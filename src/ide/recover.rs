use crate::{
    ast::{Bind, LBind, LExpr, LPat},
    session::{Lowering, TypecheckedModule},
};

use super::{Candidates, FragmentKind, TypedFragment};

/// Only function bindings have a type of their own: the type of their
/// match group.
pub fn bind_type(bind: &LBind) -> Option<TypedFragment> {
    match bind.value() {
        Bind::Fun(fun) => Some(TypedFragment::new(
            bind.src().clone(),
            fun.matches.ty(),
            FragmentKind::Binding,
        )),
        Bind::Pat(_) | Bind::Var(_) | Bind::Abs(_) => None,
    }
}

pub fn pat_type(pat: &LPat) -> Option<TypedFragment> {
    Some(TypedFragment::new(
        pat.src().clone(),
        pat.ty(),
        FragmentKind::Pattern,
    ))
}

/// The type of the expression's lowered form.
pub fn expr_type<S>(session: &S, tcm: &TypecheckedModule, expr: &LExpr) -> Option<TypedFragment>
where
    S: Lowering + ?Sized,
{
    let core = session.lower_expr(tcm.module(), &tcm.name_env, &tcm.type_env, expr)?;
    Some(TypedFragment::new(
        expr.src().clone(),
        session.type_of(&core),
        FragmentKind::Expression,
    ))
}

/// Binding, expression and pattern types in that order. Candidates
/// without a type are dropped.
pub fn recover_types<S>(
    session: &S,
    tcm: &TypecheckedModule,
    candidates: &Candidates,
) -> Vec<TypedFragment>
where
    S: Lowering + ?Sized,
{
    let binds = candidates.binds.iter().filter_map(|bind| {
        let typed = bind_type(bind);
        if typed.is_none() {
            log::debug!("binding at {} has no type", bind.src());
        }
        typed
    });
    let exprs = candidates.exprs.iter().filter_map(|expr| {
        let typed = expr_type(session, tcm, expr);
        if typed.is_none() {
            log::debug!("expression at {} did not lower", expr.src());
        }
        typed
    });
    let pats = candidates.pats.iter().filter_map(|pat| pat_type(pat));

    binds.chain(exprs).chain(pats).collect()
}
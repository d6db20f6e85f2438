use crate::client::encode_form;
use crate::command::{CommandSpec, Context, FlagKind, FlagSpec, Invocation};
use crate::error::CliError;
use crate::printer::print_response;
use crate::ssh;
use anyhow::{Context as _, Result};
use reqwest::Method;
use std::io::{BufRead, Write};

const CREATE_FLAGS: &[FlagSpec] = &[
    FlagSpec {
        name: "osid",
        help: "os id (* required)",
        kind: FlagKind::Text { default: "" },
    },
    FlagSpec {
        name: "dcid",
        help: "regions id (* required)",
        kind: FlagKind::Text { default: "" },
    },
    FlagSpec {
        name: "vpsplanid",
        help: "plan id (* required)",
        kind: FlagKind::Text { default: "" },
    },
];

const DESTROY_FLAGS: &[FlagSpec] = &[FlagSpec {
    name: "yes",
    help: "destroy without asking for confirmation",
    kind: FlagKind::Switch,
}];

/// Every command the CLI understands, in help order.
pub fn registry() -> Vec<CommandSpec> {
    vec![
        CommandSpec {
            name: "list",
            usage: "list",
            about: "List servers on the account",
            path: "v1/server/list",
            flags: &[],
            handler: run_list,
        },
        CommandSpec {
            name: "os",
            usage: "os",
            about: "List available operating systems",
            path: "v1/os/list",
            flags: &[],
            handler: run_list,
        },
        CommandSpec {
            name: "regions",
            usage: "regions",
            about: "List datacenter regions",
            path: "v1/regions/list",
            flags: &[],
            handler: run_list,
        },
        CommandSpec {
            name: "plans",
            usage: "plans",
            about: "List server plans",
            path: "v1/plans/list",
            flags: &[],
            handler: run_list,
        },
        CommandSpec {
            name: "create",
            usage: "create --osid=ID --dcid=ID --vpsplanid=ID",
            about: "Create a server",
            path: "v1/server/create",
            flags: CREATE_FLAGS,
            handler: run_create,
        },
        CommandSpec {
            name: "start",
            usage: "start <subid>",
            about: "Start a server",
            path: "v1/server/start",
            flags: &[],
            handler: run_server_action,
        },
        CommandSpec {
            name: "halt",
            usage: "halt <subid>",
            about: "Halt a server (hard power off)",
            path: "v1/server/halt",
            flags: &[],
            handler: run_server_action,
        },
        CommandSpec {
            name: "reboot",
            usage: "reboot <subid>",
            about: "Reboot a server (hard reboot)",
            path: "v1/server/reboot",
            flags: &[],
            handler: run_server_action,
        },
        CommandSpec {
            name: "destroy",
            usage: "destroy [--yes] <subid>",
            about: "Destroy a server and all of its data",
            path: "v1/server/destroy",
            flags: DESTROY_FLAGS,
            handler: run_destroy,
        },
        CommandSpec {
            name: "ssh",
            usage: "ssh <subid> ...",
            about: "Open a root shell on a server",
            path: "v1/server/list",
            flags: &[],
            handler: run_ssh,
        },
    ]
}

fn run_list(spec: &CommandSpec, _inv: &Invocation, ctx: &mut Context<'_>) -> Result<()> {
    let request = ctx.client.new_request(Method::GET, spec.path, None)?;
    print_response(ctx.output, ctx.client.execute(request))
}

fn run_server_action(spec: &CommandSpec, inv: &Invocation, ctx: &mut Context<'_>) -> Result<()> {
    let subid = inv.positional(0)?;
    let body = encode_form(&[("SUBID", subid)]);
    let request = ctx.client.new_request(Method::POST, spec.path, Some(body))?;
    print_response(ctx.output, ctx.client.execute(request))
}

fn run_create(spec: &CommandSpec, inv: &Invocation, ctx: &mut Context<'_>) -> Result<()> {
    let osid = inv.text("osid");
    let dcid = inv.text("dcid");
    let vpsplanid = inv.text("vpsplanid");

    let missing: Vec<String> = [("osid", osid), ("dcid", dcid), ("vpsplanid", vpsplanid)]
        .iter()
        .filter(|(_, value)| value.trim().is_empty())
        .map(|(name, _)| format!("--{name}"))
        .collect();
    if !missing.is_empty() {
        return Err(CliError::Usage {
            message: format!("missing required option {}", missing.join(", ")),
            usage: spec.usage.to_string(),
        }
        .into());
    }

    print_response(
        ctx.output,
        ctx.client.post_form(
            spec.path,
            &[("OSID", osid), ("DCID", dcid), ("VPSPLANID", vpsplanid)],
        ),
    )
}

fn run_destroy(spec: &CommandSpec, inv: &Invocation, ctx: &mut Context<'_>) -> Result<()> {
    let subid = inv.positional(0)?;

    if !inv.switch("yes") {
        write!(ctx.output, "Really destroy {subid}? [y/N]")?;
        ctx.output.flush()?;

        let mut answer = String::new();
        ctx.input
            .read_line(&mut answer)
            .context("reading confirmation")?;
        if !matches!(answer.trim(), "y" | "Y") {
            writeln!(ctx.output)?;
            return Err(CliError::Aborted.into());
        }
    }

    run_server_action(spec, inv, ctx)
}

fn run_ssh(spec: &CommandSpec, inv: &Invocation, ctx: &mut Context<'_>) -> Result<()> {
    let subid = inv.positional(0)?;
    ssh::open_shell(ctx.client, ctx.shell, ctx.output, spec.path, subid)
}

=-=-=-=-=

= WHAT IS BEING ASKED =
For the records above, restate every line word for word.

= ANSWER SPACE =
filename src/ide/recover.rs
use crate::{
    ast::{Bind, LBind, LExpr, LPat},
    session::{Lowering, TypecheckedModule},
};

use super::{Candidates, FragmentKind, TypedFragment};

/// Only function bindings have a type of their own: the type of their
/// match group.
pub fn bind_type(bind: &LBind) -> Option<TypedFragment> {
    match bind.value() {
        Bind::Fun(fun) => Some(TypedFragment::new(
            bind.src().clone(),
            fun.matches.ty(),
            FragmentKind::Binding,
        )),
        Bind::Pat(_) | Bind::Var(_) | Bind::Abs(_) => None,
    }
}

pub fn pat_type(pat: &LPat) -> Option<TypedFragment> {
    Some(TypedFragment::new(
        pat.src().clone(),
        pat.ty(),
        FragmentKind::Pattern,
    ))
}

/// The type of the expression's lowered form.
pub fn expr_type<S>(session: &S, tcm: &TypecheckedModule, expr: &LExpr) -> Option<TypedFragment>
where
    S: Lowering + ?Sized,
{
    let core = session.lower_expr(tcm.module(), &tcm.name_env, &tcm.type_env, expr)?;
    Some(TypedFragment::new(
        expr.src().clone(),
        session.type_of(&core),
        FragmentKind::Expression,
    ))
}

/// Binding, expression and pattern types in that order. Candidates
/// without a type are dropped.
pub fn recover_types<S>(
    session: &S,
    tcm: &TypecheckedModule,
    candidates: &Candidates,
) -> Vec<TypedFragment>
where
    S: Lowering + ?Sized,
{
    let binds = candidates.binds.iter().filter_map(|bind| {
        let typed = bind_type(bind);
        if typed.is_none() {
            log::debug!("binding at {} has no type", bind.src());
        }
        typed
    });
    let exprs = candidates.exprs.iter().filter_map(|expr| {
        let typed = expr_type(session, tcm, expr);
        if typed.is_none() {
            log::debug!("expression at {} did not lower", expr.src());
        }
        typed
    });
    let pats = candidates.pats.iter().filter_map(|pat| pat_type(pat));

    binds.chain(exprs).chain(pats).collect()
}
repository d6db20f6e85f2438
use crate::client::encode_form;
use crate::command::{CommandSpec, Context, FlagKind, FlagSpec, Invocation};
use crate::error::CliError;
use crate::printer::print_response;
use crate::ssh;
use anyhow::{Context as _, Result};
use reqwest::Method;
use std::io::{BufRead, Write};

const CREATE_FLAGS: &[FlagSpec] = &[
    FlagSpec {
        name: "osid",
        help: "os id (* required)",
        kind: FlagKind::Text { default: "" },
    },
    FlagSpec {
        name: "dcid",
        help: "regions id (* required)",
        kind: FlagKind::Text { default: "" },
    },
    FlagSpec {
        name: "vpsplanid",
        help: "plan id (* required)",
        kind: FlagKind::Text { default: "" },
    },
];

const DESTROY_FLAGS: &[FlagSpec] = &[FlagSpec {
    name: "yes",
    help: "destroy without asking for confirmation",
    kind: FlagKind::Switch,
}];

/// Every command the CLI understands, in help order.
pub fn registry() -> Vec<CommandSpec> {
    vec![
        CommandSpec {
            name: "list",
            usage: "list",
            about: "List servers on the account",
            path: "v1/server/list",
            flags: &[],
            handler: run_list,
        },
        CommandSpec {
            name: "os",
            usage: "os",
            about: "List available operating systems",
            path: "v1/os/list",
            flags: &[],
            handler: run_list,
        },
        CommandSpec {
            name: "regions",
            usage: "regions",
            about: "List datacenter regions",
            path: "v1/regions/list",
            flags: &[],
            handler: run_list,
        },
        CommandSpec {
            name: "plans",
            usage: "plans",
            about: "List server plans",
            path: "v1/plans/list",
            flags: &[],
            handler: run_list,
        },
        CommandSpec {
            name: "create",
            usage: "create --osid=ID --dcid=ID --vpsplanid=ID",
            about: "Create a server",
            path: "v1/server/create",
            flags: CREATE_FLAGS,
            handler: run_create,
        },
        CommandSpec {
            name: "start",
            usage: "start <subid>",
            about: "Start a server",
            path: "v1/server/start",
            flags: &[],
            handler: run_server_action,
        },
        CommandSpec {
            name: "halt",
            usage: "halt <subid>",
            about: "Halt a server (hard power off)",
            path: "v1/server/halt",
            flags: &[],
            handler: run_server_action,
        },
        CommandSpec {
            name: "reboot",
            usage: "reboot <subid>",
            about: "Reboot a server (hard reboot)",
            path: "v1/server/reboot",
            flags: &[],
            handler: run_server_action,
        },
        CommandSpec {
            name: "destroy",
            usage: "destroy [--yes] <subid>",
            about: "Destroy a server and all of its data",
            path: "v1/server/destroy",
            flags: DESTROY_FLAGS,
            handler: run_destroy,
        },
        CommandSpec {
            name: "ssh",
            usage: "ssh <subid> ...",
            about: "Open a root shell on a server",
            path: "v1/server/list",
            flags: &[],
            handler: run_ssh,
        },
    ]
}

fn run_list(spec: &CommandSpec, _inv: &Invocation, ctx: &mut Context<'_>) -> Result<()> {
    let request = ctx.client.new_request(Method::GET, spec.path, None)?;
    print_response(ctx.output, ctx.client.execute(request))
}

fn run_server_action(spec: &CommandSpec, inv: &Invocation, ctx: &mut Context<'_>) -> Result<()> {
    let subid = inv.positional(0)?;
    let body = encode_form(&[("SUBID", subid)]);
    let request = ctx.client.new_request(Method::POST, spec.path, Some(body))?;
    print_response(ctx.output, ctx.client.execute(request))
}

fn run_create(spec: &CommandSpec, inv: &Invocation, ctx: &mut Context<'_>) -> Result<()> {
    let osid = inv.text("osid");
    let dcid = inv.text("dcid");
    let vpsplanid = inv.text("vpsplanid");

    let missing: Vec<String> = [("osid", osid), ("dcid", dcid), ("vpsplanid", vpsplanid)]
        .iter()
        .filter(|(_, value)| value.trim().is_empty())
        .map(|(name, _)| format!("--{name}"))
        .collect();
    if !missing.is_empty() {
        return Err(CliError::Usage {
            message: format!("missing required option {}", missing.join(", ")),
            usage: spec.usage.to_string(),
        }
        .into());
    }

    print_response(
        ctx.output,
        ctx.client.post_form(
            spec.path,
            &[("OSID", osid), ("DCID", dcid), ("VPSPLANID", vpsplanid)],
        ),
    )
}

fn run_destroy(spec: &CommandSpec, inv: &Invocation, ctx: &mut Context<'_>) -> Result<()> {
    let subid = inv.positional(0)?;

    if !inv.switch("yes") {
        write!(ctx.output, "Really destroy {subid}? [y/N]")?;
        ctx.output.flush()?;

        let mut answer = String::new();
        ctx.input
            .read_line(&mut answer)
            .context("reading confirmation")?;
        if !matches!(answer.trim(), "y" | "Y") {
            writeln!(ctx.output)?;
            return Err(CliError::Aborted.into());
        }
    }

    run_server_action(spec, inv, ctx)
}

fn run_ssh(spec: &CommandSpec, inv: &Invocation, ctx: &mut Context<'_>) -> Result<()> {
    let subid = inv.positional(0)?;
    ssh::open_shell(ctx.client, ctx.shell, ctx.output, spec.path, subid)
}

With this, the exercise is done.